Is there anything in my body that's feeling scared?

So always focused on our throat.

Is it closed?

Is it open?

Focusing on our chest.

Do I have shortness of breath?

Is my breathing okay?

Do I have tension?

Am I tense?

So we're constantly focused on whether we have fear,

Whether we have anxiety,

Because if we do,

That's bad.

And if we're always looking for anxiety,

We can very,

Very often find it.

And just the fact that it could come at any moment means basically in almost any environment or in many types of environments,

We can feel the fear,

We can feel the anxiety of getting the anxiety.

So for example,

If we have social anxiety,

Like sometimes anxiety arises when we're in social interactions,

What can often happen is that we get rejected for our social anxiety or we feel we could get rejected for our social anxiety.

So for example,

If we feel socially anxious,

Maybe it becomes difficult for us to speak.

It becomes difficult for words to flow.

And then maybe in some moments when words don't flow,

We either judge ourselves,

I'm stupid,

I'm no good,

I'm terrible,

Or maybe other people laugh at us or make fun of us or reject us or leave us.

And so therefore in the future,

We can fear that the anxiety may come back.

And so there's this extra layer of fear,

Of anxiety,

Of our normal anxiety,

Of the original anxiety.

Does that make sense?

It kind of gets confusing with the words fear of fear,

Anxiety of anxiety.

And so I'd like to offer,

I don't know what exactly I would offer,

But maybe some tools or at least one to help you with this because I know the vicious cycle it can be and how it can create many,

Many moments of anxiety where it's really not serving you and not helpful.

So yeah,

So maybe if you close your eyes,

I want you to close your eyes for a moment,

I'm going to guide you through an exercise.

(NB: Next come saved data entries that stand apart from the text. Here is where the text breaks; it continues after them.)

//! Entry point for the driftglow preview daemon: parses the CLI, initialises
//! tracing, and hands the window configuration to the renderer.

mod cli;

use anyhow::Result;
use renderer::window::{run_preview, PreviewConfig};
use tracing_subscriber::EnvFilter;

fn main() -> Result<()> {
    let args = cli::parse();
    initialise_tracing();

    let mut config = PreviewConfig::default();
    if let Some(size) = args.size.as_deref() {
        config.surface_size = cli::parse_surface_size(size)?;
    }

    run_preview(config)
}

fn initialise_tracing() {
    let default_filter =
        "warn,driftglow=info,renderer=info,naga=error,wgpu=error,wgpu_core=error,wgpu_hal=error,winit=error";
    let filter =
        EnvFilter::try_from_default_env().unwrap_or_else(|_| EnvFilter::new(default_filter));
    tracing_subscriber::fmt()
        .with_env_filter(filter)
        .with_target(false)
        .init();
}
//! Sub-pass sequencing for the multi-pass separable blur.
//!
//! Blur reach comes from repeating a modest 1D kernel, not from widening it:
//! each pass pair smears horizontally into one scratch target and vertically
//! into the other, and the next pair picks up where the last one wrote.

/// Which axis a blur sub-pass smears along.
#[derive(Debug, Clone, Copy, PartialEq, Eq)]
pub(crate) enum BlurDirection {
    Horizontal,
    Vertical,
}

impl BlurDirection {
    /// Direction vector handed to the blur uniform block.
    pub(crate) fn as_vector(self) -> [f32; 2] {
        match self {
            BlurDirection::Horizontal => [1.0, 0.0],
            BlurDirection::Vertical => [0.0, 1.0],
        }
    }

    /// Index into the pre-built per-direction uniform bind groups.
    pub(crate) fn index(self) -> usize {
        match self {
            BlurDirection::Horizontal => 0,
            BlurDirection::Vertical => 1,
        }
    }
}

/// Where a blur sub-pass reads from.
#[derive(Debug, Clone, Copy, PartialEq, Eq)]
pub(crate) enum BlurSource {
    Scene,
    Ping,
    Pong,
}

/// Where a blur sub-pass writes to.
#[derive(Debug, Clone, Copy, PartialEq, Eq)]
pub(crate) enum BlurTarget {
    Ping,
    Pong,
    Surface,
}

/// One directional sub-pass in the per-frame sequence.
#[derive(Debug, Clone, Copy, PartialEq, Eq)]
pub(crate) struct BlurStep {
    pub direction: BlurDirection,
    pub source: BlurSource,
    pub target: BlurTarget,
}

/// Expands the configured pass count into the exact sub-pass sequence run
/// each frame. The first horizontal pass reads the rasterized dot field,
/// every later horizontal pass reads the previous pair's vertical output, and
/// only the final vertical pass targets the visible surface.
pub(crate) fn blur_schedule(passes: usize) -> Vec<BlurStep> {
    let mut steps = Vec::with_capacity(passes * 2);
    for pass in 0..passes {
        steps.push(BlurStep {
            direction: BlurDirection::Horizontal,
            source: if pass == 0 {
                BlurSource::Scene
            } else {
                BlurSource::Pong
            },
            target: BlurTarget::Ping,
        });
        steps.push(BlurStep {
            direction: BlurDirection::Vertical,
            source: BlurSource::Ping,
            target: if pass + 1 == passes {
                BlurTarget::Surface
            } else {
                BlurTarget::Pong
            },
        });
    }
    steps
}

#[cfg(test)]
mod tests {
    use super::*;
    use crate::types::BLUR_PASSES;

    #[test]
    fn schedule_runs_two_sub_passes_per_pair() {
        for passes in [1, 2, BLUR_PASSES, 9] {
            assert_eq!(blur_schedule(passes).len(), passes * 2);
        }
        assert!(blur_schedule(0).is_empty());
    }

    #[test]
    fn directions_alternate_horizontal_then_vertical() {
        for (index, step) in blur_schedule(BLUR_PASSES).iter().enumerate() {
            let expected = if index % 2 == 0 {
                BlurDirection::Horizontal
            } else {
                BlurDirection::Vertical
            };
            assert_eq!(step.direction, expected);
        }
    }

    #[test]
    fn only_the_final_sub_pass_targets_the_surface() {
        let steps = blur_schedule(BLUR_PASSES);
        let surface_hits: Vec<usize> = steps
            .iter()
            .enumerate()
            .filter(|(_, step)| step.target == BlurTarget::Surface)
            .map(|(index, _)| index)
            .collect();
        assert_eq!(surface_hits, vec![steps.len() - 1]);
    }

    #[test]
    fn ping_pong_chains_each_pair_into_the_next() {
        let steps = blur_schedule(3);
        assert_eq!(steps[0].source, BlurSource::Scene);
        assert_eq!(steps[0].target, BlurTarget::Ping);
        assert_eq!(steps[1].source, BlurSource::Ping);
        assert_eq!(steps[1].target, BlurTarget::Pong);
        assert_eq!(steps[2].source, BlurSource::Pong);
        assert_eq!(steps[3].target, BlurTarget::Pong);
        assert_eq!(steps[4].source, BlurSource::Pong);
        assert_eq!(steps[5].target, BlurTarget::Surface);
    }

    #[test]
    fn single_pass_goes_straight_from_scene_to_surface() {
        let steps = blur_schedule(1);
        assert_eq!(steps[0].source, BlurSource::Scene);
        assert_eq!(steps[1].target, BlurTarget::Surface);
    }
}
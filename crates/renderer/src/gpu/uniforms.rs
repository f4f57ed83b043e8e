use bytemuck::{Pod, Zeroable};

use crate::dots::Dot;
use crate::types::DOT_COUNT;

/// std140 mirror of the dot pass `FieldParams` uniform block.
///
/// The per-dot arrays replace the name-keyed uniform lookups of a classic GL
/// renderer: every slot is staged here and the whole block uploads in one
/// buffer write, so nothing on the hot path resolves uniforms by name.
#[repr(C, align(16))]
#[derive(Clone, Copy)]
pub(crate) struct FieldUniforms {
    resolution: [f32; 2],
    time: f32,
    _pad0: f32,
    dot_center: [[f32; 4]; DOT_COUNT],
    dot_params: [[f32; 4]; DOT_COUNT],
}

unsafe impl Zeroable for FieldUniforms {}
unsafe impl Pod for FieldUniforms {}

impl FieldUniforms {
    pub fn new(width: u32, height: u32) -> Self {
        Self {
            resolution: [width as f32, height as f32],
            time: 0.0,
            _pad0: 0.0,
            dot_center: [[0.0; 4]; DOT_COUNT],
            dot_params: [[0.0; 4]; DOT_COUNT],
        }
    }

    pub fn set_resolution(&mut self, width: f32, height: f32) {
        self.resolution = [width, height];
    }

    pub fn set_time(&mut self, seconds: f32) {
        self.time = seconds;
    }

    /// Stages one dot's parameters in its two uniform lanes.
    pub fn set_dot(&mut self, index: usize, dot: &Dot) {
        if let Some(slot) = self.dot_center.get_mut(index) {
            *slot = [dot.center[0], dot.center[1], dot.orbit_radius, 0.0];
        }
        if let Some(slot) = self.dot_params.get_mut(index) {
            *slot = [dot.start_angle, dot.angular_speed, dot.opacity, dot.radius];
        }
    }
}

/// std140 mirror of the blur pass `BlurParams` uniform block.
#[repr(C, align(16))]
#[derive(Clone, Copy)]
pub(crate) struct BlurUniforms {
    direction: [f32; 2],
    resolution: [f32; 2],
}

unsafe impl Zeroable for BlurUniforms {}
unsafe impl Pod for BlurUniforms {}

impl BlurUniforms {
    pub fn new(direction: [f32; 2], width: u32, height: u32) -> Self {
        Self {
            direction,
            resolution: [width as f32, height as f32],
        }
    }
}

#[cfg(test)]
mod tests {
    use super::*;

    #[test]
    fn field_block_matches_its_std140_footprint() {
        // vec2 + float + pad, then two vec4 arrays of DOT_COUNT.
        assert_eq!(
            std::mem::size_of::<FieldUniforms>(),
            16 + DOT_COUNT * 16 * 2
        );
    }

    #[test]
    fn blur_block_matches_its_std140_footprint() {
        assert_eq!(std::mem::size_of::<BlurUniforms>(), 16);
    }

    #[test]
    fn set_dot_stages_both_lanes_in_order() {
        let dot = Dot {
            center: [0.25, 0.75],
            orbit_radius: 0.3,
            start_angle: 1.0,
            angular_speed: 0.5,
            opacity: 0.2,
            radius: 0.5,
        };
        let mut uniforms = FieldUniforms::new(100, 100);
        uniforms.set_dot(1, &dot);
        assert_eq!(uniforms.dot_center[1], [0.25, 0.75, 0.3, 0.0]);
        assert_eq!(uniforms.dot_params[1], [1.0, 0.5, 0.2, 0.5]);
        // Untouched slots stay zeroed.
        assert_eq!(uniforms.dot_center[0], [0.0; 4]);
    }

    #[test]
    fn set_dot_ignores_out_of_range_slots() {
        let dot = Dot {
            center: [0.5, 0.5],
            orbit_radius: 0.2,
            start_angle: 0.0,
            angular_speed: 0.3,
            opacity: 0.1,
            radius: 0.5,
        };
        let mut uniforms = FieldUniforms::new(1, 1);
        uniforms.set_dot(DOT_COUNT, &dot);
        assert_eq!(uniforms.dot_center, [[0.0; 4]; DOT_COUNT]);
    }
}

Instead of explaining something,

I'm going to guide you through an exercise to help you have an experiential impact instead of you just knowing something different.

One of the traps in working on our emotions or self-help or any of that is to try to understand things,

To understand what's going on instead of actually healing it or shifting our experience.

So I'm going to try to shift your experience and then that might lead to understanding.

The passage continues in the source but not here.